Problem to solve ▸ Write all of the lines below out again, exactly as they stand.

Material provided ▸
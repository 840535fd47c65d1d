//! Readiness barrier and signal-driven shutdown through the orchestrator.

use std::sync::Arc;
use std::time::Duration;

use haraka_runtime::lifecycle::TerminationSignal;
use haraka_runtime::{LifecycleState, OrchestratorError};

mod common;
use common::{app, orchestrator, EventLog, RecordingAdapter};

#[tokio::test]
async fn test_wait_for_all_ready_completes() {
    let log = EventLog::default();
    let (orch, _signals) = orchestrator();
    orch.register(Arc::new(RecordingAdapter::new("svc1", &log).ready_after(Duration::from_millis(10))));
    orch.register(Arc::new(RecordingAdapter::new("svc2", &log).ready_after(Duration::from_millis(20))));

    orch.run(&app()).await.unwrap();

    let started = tokio::time::Instant::now();
    orch.wait_for_all_ready(Duration::from_secs(1)).await.unwrap();
    assert!(started.elapsed() < Duration::from_secs(1));
    assert!(orch.readiness().unready().is_empty());
}

#[tokio::test]
async fn test_wait_for_all_ready_times_out_with_unready_names() {
    let log = EventLog::default();
    let (orch, _signals) = orchestrator();
    orch.register(Arc::new(RecordingAdapter::new("quick", &log).ready_after(Duration::from_millis(1))));
    orch.register(Arc::new(RecordingAdapter::new("never", &log)));

    orch.run(&app()).await.unwrap();
    let err = orch.wait_for_all_ready(Duration::from_millis(100)).await.unwrap_err();

    match err {
        OrchestratorError::ReadinessTimeout { unready, .. } => assert_eq!(unready, vec!["never"]),
        other => panic!("unexpected error: {other}"),
    }
    // A readiness timeout does not touch lifecycle state.
    assert_eq!(orch.state(), LifecycleState::Started);
}

#[tokio::test]
async fn test_mark_ready_through_orchestrator() {
    let log = EventLog::default();
    let (orch, _signals) = orchestrator();
    orch.register(Arc::new(RecordingAdapter::new("X", &log)));
    orch.register(Arc::new(RecordingAdapter::new("Y", &log)));

    orch.mark_ready("Y");
    orch.mark_ready("X");
    orch.mark_ready("X");
    orch.mark_ready("unknown");

    orch.wait_for_all_ready(Duration::from_millis(100)).await.unwrap();
}

#[tokio::test]
async fn test_signal_triggers_shutdown() {
    let log = EventLog::default();
    let (orch, signals) = orchestrator();
    orch.register(Arc::new(RecordingAdapter::new("svc", &log)));
    orch.run(&app()).await.unwrap();

    signals.raise(TerminationSignal::Terminate);

    tokio::time::timeout(Duration::from_secs(1), orch.wait_until_destroyed())
        .await
        .expect("shutdown was not triggered");
    assert_eq!(orch.state(), LifecycleState::Destroyed);
    assert_eq!(log.with_prefix("stop"), vec!["stop:svc"]);
}

#[tokio::test]
async fn test_back_to_back_signals_tear_down_once() {
    let log = EventLog::default();
    let (orch, signals) = orchestrator();
    orch.register_with(Arc::new(RecordingAdapter::new("a", &log)), 0, Vec::<String>::new());
    orch.register_with(Arc::new(RecordingAdapter::new("b", &log)), 0, ["a"]);
    orch.run(&app()).await.unwrap();

    signals.raise(TerminationSignal::Interrupt);
    signals.raise(TerminationSignal::Terminate);
    signals.raise(TerminationSignal::Interrupt);

    tokio::time::timeout(Duration::from_secs(1), orch.wait_until_destroyed())
        .await
        .expect("shutdown was not triggered");
    tokio::time::sleep(Duration::from_millis(20)).await;

    assert_eq!(log.with_prefix("stop"), vec!["stop:b", "stop:a"]);
}

#[tokio::test]
async fn test_signal_subscription_released_after_destroy() {
    let log = EventLog::default();
    let (orch, signals) = orchestrator();
    orch.register(Arc::new(RecordingAdapter::new("svc", &log)));

    assert_eq!(signals.subscriber_count(), 0);
    orch.run(&app()).await.unwrap();
    assert_eq!(signals.subscriber_count(), 1);

    orch.shutdown().await;
    tokio::time::sleep(Duration::from_millis(20)).await;
    assert_eq!(signals.subscriber_count(), 0);

    // Signals after teardown reach nobody and change nothing.
    signals.raise(TerminationSignal::Terminate);
    assert_eq!(orch.state(), LifecycleState::Destroyed);
    assert_eq!(log.with_prefix("stop").len(), 1);
}

#[tokio::test]
async fn test_signal_before_run_is_ignored() {
    let log = EventLog::default();
    let (orch, signals) = orchestrator();
    orch.register(Arc::new(RecordingAdapter::new("svc", &log)));

    signals.raise(TerminationSignal::Terminate);
    tokio::time::sleep(Duration::from_millis(10)).await;

    assert_eq!(orch.state(), LifecycleState::Uninitialized);
    orch.run(&app()).await.unwrap();
    assert_eq!(orch.state(), LifecycleState::Started);
}

#[tokio::test]
async fn test_failed_run_releases_signal_subscription() {
    let log = EventLog::default();
    let (orch, signals) = orchestrator();
    orch.register_with(Arc::new(RecordingAdapter::new("svc", &log)), 0, ["missing"]);

    assert!(orch.run(&app()).await.is_err());
    tokio::time::sleep(Duration::from_millis(20)).await;
    assert_eq!(signals.subscriber_count(), 0);
}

Task answer ▸
repository 840535fd47c65d1d
//! Readiness barrier and signal-driven shutdown through the orchestrator.

use std::sync::Arc;
use std::time::Duration;

use haraka_runtime::lifecycle::TerminationSignal;
use haraka_runtime::{LifecycleState, OrchestratorError};

mod common;
use common::{app, orchestrator, EventLog, RecordingAdapter};

#[tokio::test]
async fn test_wait_for_all_ready_completes() {
    let log = EventLog::default();
    let (orch, _signals) = orchestrator();
    orch.register(Arc::new(RecordingAdapter::new("svc1", &log).ready_after(Duration::from_millis(10))));
    orch.register(Arc::new(RecordingAdapter::new("svc2", &log).ready_after(Duration::from_millis(20))));

    orch.run(&app()).await.unwrap();

    let started = tokio::time::Instant::now();
    orch.wait_for_all_ready(Duration::from_secs(1)).await.unwrap();
    assert!(started.elapsed() < Duration::from_secs(1));
    assert!(orch.readiness().unready().is_empty());
}

#[tokio::test]
async fn test_wait_for_all_ready_times_out_with_unready_names() {
    let log = EventLog::default();
    let (orch, _signals) = orchestrator();
    orch.register(Arc::new(RecordingAdapter::new("quick", &log).ready_after(Duration::from_millis(1))));
    orch.register(Arc::new(RecordingAdapter::new("never", &log)));

    orch.run(&app()).await.unwrap();
    let err = orch.wait_for_all_ready(Duration::from_millis(100)).await.unwrap_err();

    match err {
        OrchestratorError::ReadinessTimeout { unready, .. } => assert_eq!(unready, vec!["never"]),
        other => panic!("unexpected error: {other}"),
    }
    // A readiness timeout does not touch lifecycle state.
    assert_eq!(orch.state(), LifecycleState::Started);
}

#[tokio::test]
async fn test_mark_ready_through_orchestrator() {
    let log = EventLog::default();
    let (orch, _signals) = orchestrator();
    orch.register(Arc::new(RecordingAdapter::new("X", &log)));
    orch.register(Arc::new(RecordingAdapter::new("Y", &log)));

    orch.mark_ready("Y");
    orch.mark_ready("X");
    orch.mark_ready("X");
    orch.mark_ready("unknown");

    orch.wait_for_all_ready(Duration::from_millis(100)).await.unwrap();
}

#[tokio::test]
async fn test_signal_triggers_shutdown() {
    let log = EventLog::default();
    let (orch, signals) = orchestrator();
    orch.register(Arc::new(RecordingAdapter::new("svc", &log)));
    orch.run(&app()).await.unwrap();

    signals.raise(TerminationSignal::Terminate);

    tokio::time::timeout(Duration::from_secs(1), orch.wait_until_destroyed())
        .await
        .expect("shutdown was not triggered");
    assert_eq!(orch.state(), LifecycleState::Destroyed);
    assert_eq!(log.with_prefix("stop"), vec!["stop:svc"]);
}

#[tokio::test]
async fn test_back_to_back_signals_tear_down_once() {
    let log = EventLog::default();
    let (orch, signals) = orchestrator();
    orch.register_with(Arc::new(RecordingAdapter::new("a", &log)), 0, Vec::<String>::new());
    orch.register_with(Arc::new(RecordingAdapter::new("b", &log)), 0, ["a"]);
    orch.run(&app()).await.unwrap();

    signals.raise(TerminationSignal::Interrupt);
    signals.raise(TerminationSignal::Terminate);
    signals.raise(TerminationSignal::Interrupt);

    tokio::time::timeout(Duration::from_secs(1), orch.wait_until_destroyed())
        .await
        .expect("shutdown was not triggered");
    tokio::time::sleep(Duration::from_millis(20)).await;

    assert_eq!(log.with_prefix("stop"), vec!["stop:b", "stop:a"]);
}

#[tokio::test]
async fn test_signal_subscription_released_after_destroy() {
    let log = EventLog::default();
    let (orch, signals) = orchestrator();
    orch.register(Arc::new(RecordingAdapter::new("svc", &log)));

    assert_eq!(signals.subscriber_count(), 0);
    orch.run(&app()).await.unwrap();
    assert_eq!(signals.subscriber_count(), 1);

    orch.shutdown().await;
    tokio::time::sleep(Duration::from_millis(20)).await;
    assert_eq!(signals.subscriber_count(), 0);

    // Signals after teardown reach nobody and change nothing.
    signals.raise(TerminationSignal::Terminate);
    assert_eq!(orch.state(), LifecycleState::Destroyed);
    assert_eq!(log.with_prefix("stop").len(), 1);
}

#[tokio::test]
async fn test_signal_before_run_is_ignored() {
    let log = EventLog::default();
    let (orch, signals) = orchestrator();
    orch.register(Arc::new(RecordingAdapter::new("svc", &log)));

    signals.raise(TerminationSignal::Terminate);
    tokio::time::sleep(Duration::from_millis(10)).await;

    assert_eq!(orch.state(), LifecycleState::Uninitialized);
    orch.run(&app()).await.unwrap();
    assert_eq!(orch.state(), LifecycleState::Started);
}

#[tokio::test]
async fn test_failed_run_releases_signal_subscription() {
    let log = EventLog::default();
    let (orch, signals) = orchestrator();
    orch.register_with(Arc::new(RecordingAdapter::new("svc", &log)), 0, ["missing"]);

    assert!(orch.run(&app()).await.is_err());
    tokio::time::sleep(Duration::from_millis(20)).await;
    assert_eq!(signals.subscriber_count(), 0);
}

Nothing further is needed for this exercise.